Dir. Danielle Lessovitz—3.5 Stars

"Port Authority" Still.
Leyna Bloom stars as Wye in Danielle Lessovitz's "Port Authority," which premiered in the Un Certain Regard category at Cannes.

It’s nighttime at Port Authority, the largest and busiest bus terminal in the city that never sleeps. Outside the station steps, an animated group of dancers energetically vogue to a catchy beat. A white teen smoking a cigarette watches from afar, hidden in the shadows of the station, with his eyes especially drawn to a poised beautiful girl. So opens director Danielle Lessovitz’s film “Port Authority,” which premiered in the Un Certain Regard category at Cannes. Though Lessovitz features an underrepresented perspective in a non-cisgender primary character, it’s still a pretty formulaic love story that had potential to be so much more.
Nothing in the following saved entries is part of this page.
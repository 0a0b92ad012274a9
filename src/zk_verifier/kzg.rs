//! KZG verifier parameters and the GWC multi-point opening check.
//!
//! For every opening point `z_j` the verifier folds the commitments `C_i` and
//! claimed evaluations `e_i` opened there with powers of `v`:
//!
//! ```text
//! F_j = sum_i v^i C_i        E_j = sum_i v^i e_i
//! ```
//!
//! and then batches the points with powers of `u` into a single pairing
//! equation:
//!
//! ```text
//! e(sum_j u^j (F_j - E_j [1]_1 + z_j W_j), [1]_2) == e(sum_j u^j W_j, [tau]_2)
//! ```

use ark_bn254::{G1Affine, G1Projective, G2Affine};
use ark_ff::{One, Zero};

use super::curve::{self, Commitment};
use super::reader::ByteReader;
use crate::constants::{PARAMS_BYTES_LEN, PARAMS_MAGIC};
use crate::error::{Artifact, VerifierError, VerifierResult};
use crate::field::FieldElement;

/// Verifier half of the structured reference string.
#[derive(Debug, Clone, Copy, PartialEq, Eq)]
pub struct KzgParams {
    /// Largest circuit-size exponent these parameters can open.
    pub k: u32,
    /// `[1]_1`
    pub g1: G1Affine,
    /// `[1]_2`
    pub g2: G2Affine,
    /// `[tau]_2`
    pub s_g2: G2Affine,
}

impl KzgParams {
    pub fn from_bytes(bytes: &[u8]) -> VerifierResult<Self> {
        if bytes.len() != PARAMS_BYTES_LEN {
            return Err(VerifierError::malformed(Artifact::Params, "params length mismatch"));
        }
        let mut reader = ByteReader::new(bytes, Artifact::Params);
        reader.expect_magic(&PARAMS_MAGIC)?;
        let k = reader.read_u32()?;
        let g1 = *reader.read_g1()?.point();
        let g2 = reader.read_g2()?;
        let s_g2 = reader.read_g2()?;
        reader.finish()?;

        if g1.infinity || g2.infinity || s_g2.infinity {
            return Err(VerifierError::malformed(Artifact::Params, "identity generator"));
        }
        Ok(Self { k, g1, g2, s_g2 })
    }

    /// Returns `None` if a point has no compressed encoding.
    pub fn to_bytes(&self) -> Option<Vec<u8>> {
        let mut out = Vec::with_capacity(PARAMS_BYTES_LEN);
        out.extend_from_slice(&PARAMS_MAGIC);
        out.extend_from_slice(&self.k.to_le_bytes());
        out.extend_from_slice(&curve::encode_g1(&self.g1)?);
        out.extend_from_slice(&curve::encode_g2(&self.g2)?);
        out.extend_from_slice(&curve::encode_g2(&self.s_g2)?);
        Some(out)
    }
}

/// One commitment opened at a point with its claimed evaluation.
#[derive(Debug, Clone, Copy)]
pub struct OpeningQuery<'a> {
    pub commitment: &'a Commitment,
    pub eval: FieldElement,
}

/// All queries opened at the same point.
#[derive(Debug, Clone)]
pub struct OpeningSet<'a> {
    pub point: FieldElement,
    pub queries: Vec<OpeningQuery<'a>>,
}

/// Checks every opening set against its witness. `sets` and `witnesses`
/// correspond one to one.
pub fn verify_gwc(
    params: &KzgParams,
    sets: &[OpeningSet<'_>],
    witnesses: &[Commitment],
    v: &FieldElement,
    u: &FieldElement,
) -> VerifierResult<()> {
    if sets.len() != witnesses.len() {
        return Err(VerifierError::VerificationFailed("witness count differs from opening points"));
    }

    let mut lhs = G1Projective::zero();
    let mut rhs = G1Projective::zero();
    let mut u_power = FieldElement::one();
    for (set, witness) in sets.iter().zip(witnesses) {
        let mut v_power = FieldElement::one();
        let mut folded = G1Projective::zero();
        let mut eval = FieldElement::zero();
        for query in &set.queries {
            folded += *query.commitment.point() * v_power;
            eval += query.eval * v_power;
            v_power *= v;
        }

        let w = *witness.point();
        lhs += (folded - params.g1 * eval + w * set.point) * u_power;
        rhs += G1Projective::from(w) * u_power;
        u_power *= u;
    }

    if curve::pairing_check(&lhs, &rhs, &params.g2, &params.s_g2) {
        Ok(())
    } else {
        Err(VerifierError::VerificationFailed("opening pairing check failed"))
    }
}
The boy turns out to be Paul (Fionn Whitehead), who’s just arrived in the city with no place to go. He soon gets taken under the wing of street rat Lee (McCaul Lombardi), who gets him a place to sleep in a city shelter and a job evicting tenants on behalf of their landlords. When he finally tracks down his stepsister, Sara, she decides that she doesn’t want anything to do with him and offers to give him money to shoo him away. Lessovitz weaves together familiar themes of such as finding opportunity in New York and getting caught by the flawed housing system. But adding in the Harlem Kiki ballroom — an younger offshoot of New York’s ballroom subculture — gives the well-tread narrative a spin. Following another boy in the homeless shelter after seeing him vogue at night, Paul meets Wye (Leyna Bloom), the same girl he first caught sight of at Port Authority, and quickly falls head-over-heels for her.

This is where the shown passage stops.